[Saved data entries]
....................
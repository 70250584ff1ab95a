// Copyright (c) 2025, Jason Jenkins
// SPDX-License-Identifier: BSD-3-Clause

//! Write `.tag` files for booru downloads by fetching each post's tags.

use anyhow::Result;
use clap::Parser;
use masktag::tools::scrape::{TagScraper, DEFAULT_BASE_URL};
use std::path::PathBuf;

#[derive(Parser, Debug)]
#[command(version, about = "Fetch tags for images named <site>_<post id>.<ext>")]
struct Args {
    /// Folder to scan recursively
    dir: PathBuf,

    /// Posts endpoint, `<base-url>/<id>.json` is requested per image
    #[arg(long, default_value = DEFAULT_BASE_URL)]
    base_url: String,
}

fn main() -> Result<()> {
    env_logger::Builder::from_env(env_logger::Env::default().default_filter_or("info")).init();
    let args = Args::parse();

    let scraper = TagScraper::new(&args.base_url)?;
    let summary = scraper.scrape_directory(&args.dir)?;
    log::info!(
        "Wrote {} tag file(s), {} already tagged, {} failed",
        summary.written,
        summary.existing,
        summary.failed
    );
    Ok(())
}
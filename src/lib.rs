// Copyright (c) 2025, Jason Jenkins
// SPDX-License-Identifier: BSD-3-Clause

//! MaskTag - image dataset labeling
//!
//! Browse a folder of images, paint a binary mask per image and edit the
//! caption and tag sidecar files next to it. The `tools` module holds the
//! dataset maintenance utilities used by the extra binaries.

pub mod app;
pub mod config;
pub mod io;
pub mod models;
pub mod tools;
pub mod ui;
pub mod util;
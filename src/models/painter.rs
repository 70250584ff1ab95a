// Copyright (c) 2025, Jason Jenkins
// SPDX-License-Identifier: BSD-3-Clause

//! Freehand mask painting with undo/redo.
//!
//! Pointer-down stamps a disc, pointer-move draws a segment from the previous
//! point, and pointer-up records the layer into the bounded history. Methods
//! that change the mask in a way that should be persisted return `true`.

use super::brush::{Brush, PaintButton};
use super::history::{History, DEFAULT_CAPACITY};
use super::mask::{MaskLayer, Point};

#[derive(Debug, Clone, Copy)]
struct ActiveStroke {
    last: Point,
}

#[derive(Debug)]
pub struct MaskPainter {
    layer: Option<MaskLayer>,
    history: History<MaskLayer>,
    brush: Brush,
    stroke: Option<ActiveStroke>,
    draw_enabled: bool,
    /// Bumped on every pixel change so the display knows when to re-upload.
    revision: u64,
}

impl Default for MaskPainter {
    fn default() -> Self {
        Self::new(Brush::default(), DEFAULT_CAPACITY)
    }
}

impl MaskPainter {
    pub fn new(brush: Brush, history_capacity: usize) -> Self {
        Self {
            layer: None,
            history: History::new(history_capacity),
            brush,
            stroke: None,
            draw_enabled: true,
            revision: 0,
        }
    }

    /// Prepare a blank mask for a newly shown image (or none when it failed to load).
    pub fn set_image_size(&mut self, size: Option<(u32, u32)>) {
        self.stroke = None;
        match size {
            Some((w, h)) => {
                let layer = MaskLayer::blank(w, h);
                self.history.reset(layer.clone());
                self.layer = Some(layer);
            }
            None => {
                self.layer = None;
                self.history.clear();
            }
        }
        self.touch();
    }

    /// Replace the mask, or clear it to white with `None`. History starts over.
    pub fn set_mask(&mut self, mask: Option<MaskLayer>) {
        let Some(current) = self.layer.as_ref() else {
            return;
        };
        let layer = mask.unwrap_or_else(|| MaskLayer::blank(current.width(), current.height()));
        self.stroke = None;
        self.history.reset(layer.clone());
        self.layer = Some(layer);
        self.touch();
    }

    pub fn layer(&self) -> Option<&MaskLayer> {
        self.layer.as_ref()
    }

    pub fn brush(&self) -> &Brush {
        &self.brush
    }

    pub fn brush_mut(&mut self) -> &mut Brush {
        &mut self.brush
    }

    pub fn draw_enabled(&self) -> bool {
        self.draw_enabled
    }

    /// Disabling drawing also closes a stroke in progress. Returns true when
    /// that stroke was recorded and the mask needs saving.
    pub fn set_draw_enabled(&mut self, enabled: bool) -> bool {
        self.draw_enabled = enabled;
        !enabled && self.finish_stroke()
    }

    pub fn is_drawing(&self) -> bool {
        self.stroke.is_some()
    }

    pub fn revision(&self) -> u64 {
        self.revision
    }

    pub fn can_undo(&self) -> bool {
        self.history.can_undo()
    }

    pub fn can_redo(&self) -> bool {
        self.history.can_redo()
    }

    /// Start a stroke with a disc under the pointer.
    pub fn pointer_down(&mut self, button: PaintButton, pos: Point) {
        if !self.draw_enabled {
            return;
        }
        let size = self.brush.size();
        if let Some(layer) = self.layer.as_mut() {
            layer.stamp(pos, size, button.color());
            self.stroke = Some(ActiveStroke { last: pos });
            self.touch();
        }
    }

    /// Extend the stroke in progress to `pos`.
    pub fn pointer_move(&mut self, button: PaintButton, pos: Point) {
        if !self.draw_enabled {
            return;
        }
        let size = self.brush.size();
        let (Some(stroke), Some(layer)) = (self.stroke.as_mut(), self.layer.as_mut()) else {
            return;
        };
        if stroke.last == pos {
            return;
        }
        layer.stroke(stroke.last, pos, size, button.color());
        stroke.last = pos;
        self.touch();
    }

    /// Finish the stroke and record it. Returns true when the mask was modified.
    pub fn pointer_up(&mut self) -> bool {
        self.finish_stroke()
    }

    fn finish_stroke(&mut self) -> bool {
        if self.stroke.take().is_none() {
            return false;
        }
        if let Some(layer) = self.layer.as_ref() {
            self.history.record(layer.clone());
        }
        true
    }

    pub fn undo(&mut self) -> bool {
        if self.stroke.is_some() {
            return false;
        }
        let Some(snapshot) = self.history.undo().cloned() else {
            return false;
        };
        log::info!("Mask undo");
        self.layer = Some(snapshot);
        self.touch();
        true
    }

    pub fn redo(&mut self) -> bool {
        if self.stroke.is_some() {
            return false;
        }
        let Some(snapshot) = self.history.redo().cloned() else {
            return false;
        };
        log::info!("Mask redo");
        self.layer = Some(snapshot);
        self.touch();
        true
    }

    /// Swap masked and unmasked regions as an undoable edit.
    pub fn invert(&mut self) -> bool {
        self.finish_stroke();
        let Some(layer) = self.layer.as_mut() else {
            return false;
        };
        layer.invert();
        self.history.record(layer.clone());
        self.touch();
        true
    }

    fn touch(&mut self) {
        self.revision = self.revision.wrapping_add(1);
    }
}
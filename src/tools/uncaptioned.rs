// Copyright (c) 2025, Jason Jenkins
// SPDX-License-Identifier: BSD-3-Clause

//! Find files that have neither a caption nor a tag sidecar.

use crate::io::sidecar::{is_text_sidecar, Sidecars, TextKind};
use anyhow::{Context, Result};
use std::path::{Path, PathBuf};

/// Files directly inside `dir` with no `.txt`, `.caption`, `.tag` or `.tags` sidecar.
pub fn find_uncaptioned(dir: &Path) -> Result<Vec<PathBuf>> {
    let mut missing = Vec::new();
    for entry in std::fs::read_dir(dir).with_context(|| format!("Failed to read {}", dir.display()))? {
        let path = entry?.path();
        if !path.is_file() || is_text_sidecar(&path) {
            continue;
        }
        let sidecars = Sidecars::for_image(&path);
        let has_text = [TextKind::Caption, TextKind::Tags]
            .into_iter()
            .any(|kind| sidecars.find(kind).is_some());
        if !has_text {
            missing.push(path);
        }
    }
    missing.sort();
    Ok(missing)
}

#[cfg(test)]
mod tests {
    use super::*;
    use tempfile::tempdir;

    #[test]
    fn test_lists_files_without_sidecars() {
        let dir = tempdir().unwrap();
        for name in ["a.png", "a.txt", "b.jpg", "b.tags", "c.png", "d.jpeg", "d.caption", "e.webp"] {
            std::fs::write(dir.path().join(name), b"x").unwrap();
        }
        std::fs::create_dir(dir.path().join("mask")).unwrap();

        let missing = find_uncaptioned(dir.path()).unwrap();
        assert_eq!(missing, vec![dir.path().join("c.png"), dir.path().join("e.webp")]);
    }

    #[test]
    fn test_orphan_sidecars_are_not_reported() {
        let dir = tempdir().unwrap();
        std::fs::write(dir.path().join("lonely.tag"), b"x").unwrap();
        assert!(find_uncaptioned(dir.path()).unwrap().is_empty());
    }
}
....................
Copy each line from the data above that includes "impl".

impl Default for MaskPainter {
impl MaskPainter {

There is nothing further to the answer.